No I didn't, but are they normal cards without a display out(put) or something totally different? As in the rumored *turing* or whatever else, a neutered GPU for mining sounds nice but as has been pointed out they still take away the fab time from normal cards & don't seem appealing to miners IMO ~ unless they *compute* better.


----------



## cdawall (Feb 16, 2018)

R0H1T said:


> No I didn't, but are they normal cards without a display out(put) or something totally different? As in the rumored *turing* or whatever else, a neutered GPU for mining sounds nice but as has been pointed it they still take away the fab time from normal cards & don't seem appealing to miners IMO ~ unless they *compute* better.

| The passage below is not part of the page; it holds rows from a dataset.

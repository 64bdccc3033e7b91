use std::fs;
use std::path::{Path, PathBuf};

use super::core::FibseqConfig;
use crate::errors::{Error, Result};

/// Name of the configuration file searched for in the working directory and its parents
pub const CONFIG_FILE_NAME: &str = ".fibseq.toml";

const MAX_TRAVERSAL_DEPTH: usize = 10;

/// Parse config from a TOML string
pub fn parse_config(contents: &str) -> std::result::Result<FibseqConfig, String> {
    toml::from_str::<FibseqConfig>(contents).map_err(|e| e.to_string())
}

/// Load a config file the user named explicitly.
///
/// Unlike discovery, a missing or malformed file is an error here.
pub fn load_config_file(path: &Path) -> Result<FibseqConfig> {
    let contents = fs::read_to_string(path)
        .map_err(|e| Error::configuration(path, format!("failed to read: {}", e)))?;
    let config = parse_config(&contents).map_err(|message| Error::configuration(path, message))?;
    log::debug!("Loaded config from {}", path.display());
    Ok(config)
}

/// Outcome of looking for a config file in one directory
#[derive(Debug, PartialEq)]
enum Discovery {
    Missing,
    Loaded(FibseqConfig),
    Invalid,
}

/// Try loading a discovered config file
fn try_load_config_from_path(config_path: &Path) -> Discovery {
    let contents = match fs::read_to_string(config_path) {
        Ok(contents) => contents,
        Err(e) if e.kind() == std::io::ErrorKind::NotFound => return Discovery::Missing,
        Err(e) => {
            handle_read_error(config_path, &e);
            return Discovery::Invalid;
        }
    };

    match parse_config(&contents) {
        Ok(config) => {
            log::debug!("Loaded config from {}", config_path.display());
            Discovery::Loaded(config)
        }
        Err(e) => {
            log::warn!(
                "Ignoring invalid config {}: {}. Using defaults.",
                config_path.display(),
                e
            );
            Discovery::Invalid
        }
    }
}

/// Log a config file that exists but cannot be read
fn handle_read_error(config_path: &Path, error: &std::io::Error) {
    log::warn!(
        "Failed to read config file {}: {}. Using defaults.",
        config_path.display(),
        error
    );
}

/// Generate `start` and its ancestors, at most `max_depth` directories in total
pub fn directory_ancestors(start: PathBuf, max_depth: usize) -> impl Iterator<Item = PathBuf> {
    std::iter::successors(Some(start), |dir| {
        let mut parent = dir.clone();
        if parent.pop() {
            Some(parent)
        } else {
            None
        }
    })
    .take(max_depth)
}

/// Search `start` and its ancestors for the nearest config file.
///
/// The nearest file that exists decides: if it is invalid, defaults are used
/// and files further up are not consulted.
pub fn load_config_from(start: &Path) -> FibseqConfig {
    directory_ancestors(start.to_path_buf(), MAX_TRAVERSAL_DEPTH)
        .map(|dir| dir.join(CONFIG_FILE_NAME))
        .find_map(|path| match try_load_config_from_path(&path) {
            Discovery::Missing => None,
            Discovery::Loaded(config) => Some(config),
            Discovery::Invalid => Some(FibseqConfig::default()),
        })
        .unwrap_or_else(|| {
            log::debug!(
                "No config found after checking {} directories. Using default config.",
                MAX_TRAVERSAL_DEPTH
            );
            FibseqConfig::default()
        })
}

/// Search the current directory and its ancestors for the nearest config file
pub fn load_config() -> FibseqConfig {
    match std::env::current_dir() {
        Ok(dir) => load_config_from(&dir),
        Err(e) => {
            log::warn!(
                "Failed to get current directory: {}. Using default config.",
                e
            );
            FibseqConfig::default()
        }
    }
}
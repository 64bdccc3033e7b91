//! Generate the leading values of the Fibonacci sequence.
//!
//! ```
//! let seq = fibseq::generate(5).unwrap();
//! assert_eq!(seq.as_slice(), &[0, 1, 1, 2, 3]);
//! assert_eq!(seq.to_string(), "[0, 1, 1, 2, 3]");
//! ```

pub mod cli;
pub mod commands;
pub mod config;
pub mod errors;
pub mod io;
pub mod sequence;

// Re-export commonly used types
pub use crate::errors::{Error, Result};
pub use crate::sequence::{generate, Sequence, DEFAULT_COUNT, MAX_COUNT};
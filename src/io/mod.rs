pub mod output;

pub use output::{create_writer, JsonWriter, OutputFormat, OutputWriter, SequenceReport, TextWriter};

use crate::errors::Result;
use std::fs;
use std::path::Path;

pub fn write_file(path: &Path, content: &str) -> Result<()> {
    fs::write(path, content)?;
    Ok(())
}

pub fn file_exists(path: &Path) -> bool {
    path.exists() && path.is_file()
}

The GP104-100 and GP102-100 have modified frame buffers to increase hashrate in memory intensive algorithms. The way the BIOS is setup is different which allows up to 19 GPU's with the current high GPU count boards.


----------



## silkstone (Feb 16, 2018)

cdawall said:


> @T4C Fantasy
> 
> https://www.gigabyte.com/Graphics-Card/GV-NP104D5X-4G#kf



That looks to still have the SLI fingers on. Anyone think it'd be possible to get one of these to do SLI with a regular 1080? If so, they will be a lot more popular.


----------



## cucker tarlson (Feb 16, 2018)

This is GTX 1070 with DDR5X


----------



## RejZoR (Feb 16, 2018)

xkm1948 said:


> Fairly certain most miners wont buy these. Those miners are counting on selling their GPUs to peasant gamers after they are done with mining. A GPU without display output cannot be sold at all.



Gamers actually buy these cards? What I see is universal hesitation to buy any kind of used cards because chances are huge that they were used for mining. And there are idiots who are only selling whole rigs for huge prices. Becaus ethey are too lazy to sell them individually. Also, they were in it for the quick bucks from the start. I hope these idiots never sell anything.


----------



## R-T-B (Feb 16, 2018)

silkstone said:


> If so, they will be a lot more popular.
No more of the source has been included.